Material for this exercise
>>>

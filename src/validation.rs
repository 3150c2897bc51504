//! Configuration validation
//!
//! All checks run before any pixel work. Problems are collected into a
//! list rather than failing on the first one, except for an unreadable
//! input image: without its dimensions the remaining checks are
//! meaningless.

use std::collections::HashMap;
use std::fmt::Display;
use std::fs;
use std::path::{Path, PathBuf};

use log::{debug, warn};

use crate::config::{is_plain_filename, OutputPattern, Placeholder, TilingConfig};
use crate::errors::{RetileError, RetileResult, ValidationError};
use crate::extractor::{BoundsCalculator, TileEncoding};
use crate::utils::image_utils;
use crate::utils::memory_utils::{MemoryEstimator, MEMORY_CEILING_MB};

/// Largest accepted tile side
pub const MAX_TILE_DIMENSION: u32 = 8192;

/// Smallest accepted tile side
pub const MIN_TILE_DIMENSION: u32 = 1;

/// Checks a [`TilingConfig`] against the filesystem and its input image
pub struct ConfigValidator;

impl ConfigValidator {
    /// Validate a configuration
    ///
    /// # Arguments
    /// * `config` - Configuration to check
    ///
    /// # Returns
    /// Every problem found, in check order; empty when the configuration
    /// is valid
    pub fn validate(config: &TilingConfig) -> Vec<ValidationError> {
        let mut errors = Vec::new();

        validate_range(config.tile_width, MIN_TILE_DIMENSION, MAX_TILE_DIMENSION, "tile_width", &mut errors);
        validate_range(config.tile_height, MIN_TILE_DIMENSION, MAX_TILE_DIMENSION, "tile_height", &mut errors);

        if config.coordinates.is_empty() {
            errors.push(ValidationError::new("coordinates", "at least one coordinate is required"));
        }

        let min_side = config.tile_width.min(config.tile_height);
        if config.overlap >= min_side {
            errors.push(ValidationError::new(
                "overlap",
                format!(
                    "overlap {} must be smaller than the smallest tile side ({})",
                    config.overlap, min_side
                ),
            ));
        }

        let pattern = check_pattern(config, &mut errors);

        // Input image; nothing else can be checked without its size
        let (image_width, image_height) = match check_input(&config.input_path) {
            Ok(size) => size,
            Err(error) => {
                errors.push(error);
                warn!("Validation stopped early: {} problem(s)", errors.len());
                return errors;
            }
        };

        if !config.dry_run {
            if let Err(error) = check_output_dir(&config.output_dir) {
                errors.push(error);
            }
        }

        for (index, c) in config.coordinates.iter().enumerate() {
            let field = format!("coordinates[{}]", index);

            if c.x as u64 + config.tile_width as u64 > image_width as u64 {
                errors.push(ValidationError::new(
                    field.as_str(),
                    format!(
                        "tile at x={} with width {} exceeds image width {}",
                        c.x, config.tile_width, image_width
                    ),
                ));
            }
            if c.y as u64 + config.tile_height as u64 > image_height as u64 {
                errors.push(ValidationError::new(
                    field.as_str(),
                    format!(
                        "tile at y={} with height {} exceeds image height {}",
                        c.y, config.tile_height, image_height
                    ),
                ));
            }

            let bounds = BoundsCalculator::compute(
                c.x,
                c.y,
                config.tile_width,
                config.tile_height,
                config.overlap,
                image_width,
                image_height,
            );
            if !bounds.is_valid() {
                errors.push(ValidationError::new(
                    field.as_str(),
                    format!(
                        "crop area ({}, {}, {}, {}) is empty",
                        bounds.left, bounds.top, bounds.right, bounds.bottom
                    ),
                ));
            }
        }

        let estimate = MemoryEstimator::estimate_rgb(image_width, image_height, config.coordinates.len());
        debug!(
            "Memory estimate for {}x{}: {:.2} MB peak",
            image_width, image_height, estimate.peak_memory_mb
        );
        if estimate.exceeds(MEMORY_CEILING_MB) {
            errors.push(ValidationError::new(
                "memory",
                format!(
                    "estimated peak memory {:.1} MB exceeds the {:.0} MB limit",
                    estimate.peak_memory_mb, MEMORY_CEILING_MB
                ),
            ));
        }

        if let Some(pattern) = &pattern {
            if let Some(error) = check_unique_names(config, pattern) {
                errors.push(error);
            }
        }

        let extension = config.input_extension();
        if let Err(e) = TileEncoding::for_extension(&extension) {
            errors.push(ValidationError::new("input_path", e.to_string()));
        }

        if errors.is_empty() {
            debug!("Configuration for {} is valid", config.input_path.display());
        } else {
            warn!("Configuration has {} problem(s)", errors.len());
        }
        errors
    }

    /// Validate and fold the problems into a single error
    pub fn validate_or_err(config: &TilingConfig) -> RetileResult<()> {
        let errors = Self::validate(config);
        if errors.is_empty() {
            Ok(())
        } else {
            Err(RetileError::Validation(errors))
        }
    }
}

/// Push an error when `value` lies outside `[min, max]`
fn validate_range<T>(value: T, min: T, max: T, name: &str, errors: &mut Vec<ValidationError>)
where
    T: PartialOrd + Display,
{
    if value < min || value > max {
        errors.push(ValidationError::new(
            name,
            format!("{} must be between {} and {}", value, min, max),
        ));
    }
}

/// Parse the output pattern and check its required placeholders
fn check_pattern(config: &TilingConfig, errors: &mut Vec<ValidationError>) -> Option<OutputPattern> {
    let pattern = match OutputPattern::parse(&config.output_pattern) {
        Ok(pattern) => pattern,
        Err(e) => {
            errors.push(ValidationError::new("output_pattern", e.to_string()));
            return None;
        }
    };

    let mut complete = true;
    for (placeholder, name) in [(Placeholder::Base, "{base}"), (Placeholder::Ext, "{ext}")] {
        if !pattern.contains(placeholder) {
            errors.push(ValidationError::new(
                "output_pattern",
                format!("pattern '{}' must contain {}", pattern.as_str(), name),
            ));
            complete = false;
        }
    }

    let sample = pattern.expand(&config.input_stem(), 0, 0, &config.input_extension());
    if sample.trim().is_empty() {
        errors.push(ValidationError::new("output_pattern", "pattern expands to an empty filename"));
        complete = false;
    } else if !is_plain_filename(&sample) {
        errors.push(ValidationError::new(
            "output_pattern",
            format!("pattern expands to '{}', which is not a plain filename", sample),
        ));
        complete = false;
    }

    complete.then_some(pattern)
}

/// Probe the input image, returning its oriented dimensions
fn check_input(path: &Path) -> Result<(u32, u32), ValidationError> {
    let field = "input_path";
    if !path.exists() {
        return Err(ValidationError::new(field, format!("{} does not exist", path.display())));
    }
    if !path.is_file() {
        return Err(ValidationError::new(field, format!("{} is not a file", path.display())));
    }

    image_utils::probe_dimensions(path)
        .map_err(|e| ValidationError::new(field, format!("cannot read {}: {}", path.display(), e)))
}

/// Check that the output directory exists or could be created
///
/// Nothing is created here; a missing directory is accepted when its
/// nearest existing ancestor is a writable directory.
fn check_output_dir(dir: &Path) -> Result<(), ValidationError> {
    let field = "output_dir";

    if dir.exists() {
        if !dir.is_dir() {
            return Err(ValidationError::new(field, format!("{} is not a directory", dir.display())));
        }
        return check_writable(dir, field);
    }

    let ancestor = dir
        .ancestors()
        .skip(1)
        .map(|p| if p.as_os_str().is_empty() { PathBuf::from(".") } else { p.to_path_buf() })
        .find(|p| p.exists());

    match ancestor {
        Some(parent) if parent.is_dir() => check_writable(&parent, field),
        Some(parent) => Err(ValidationError::new(
            field,
            format!("cannot create {}: {} is not a directory", dir.display(), parent.display()),
        )),
        None => Err(ValidationError::new(
            field,
            format!("cannot create {}: no existing parent directory", dir.display()),
        )),
    }
}

fn check_writable(dir: &Path, field: &str) -> Result<(), ValidationError> {
    match fs::metadata(dir) {
        Ok(meta) if meta.permissions().readonly() => Err(ValidationError::new(
            field,
            format!("{} is not writable", dir.display()),
        )),
        Ok(_) => Ok(()),
        Err(e) => Err(ValidationError::new(field, format!("cannot access {}: {}", dir.display(), e))),
    }
}

/// Find the first pair of coordinates that expand to the same filename
fn check_unique_names(config: &TilingConfig, pattern: &OutputPattern) -> Option<ValidationError> {
    let base = config.input_stem();
    let ext = config.input_extension();
    let mut seen: HashMap<String, usize> = HashMap::with_capacity(config.coordinates.len());

    for (index, c) in config.coordinates.iter().enumerate() {
        let name = pattern.expand(&base, c.x, c.y, &ext);
        if let Some(first) = seen.get(&name) {
            return Some(ValidationError::new(
                "output_pattern",
                format!(
                    "coordinates[{}] and coordinates[{}] both produce '{}'",
                    first, index, name
                ),
            ));
        }
        seen.insert(name, index);
    }
    None
}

<<<

Exercise directions
Nothing but a number should be given: the count of lines in the material where the string "else" occurs.

Answer to this exercise
5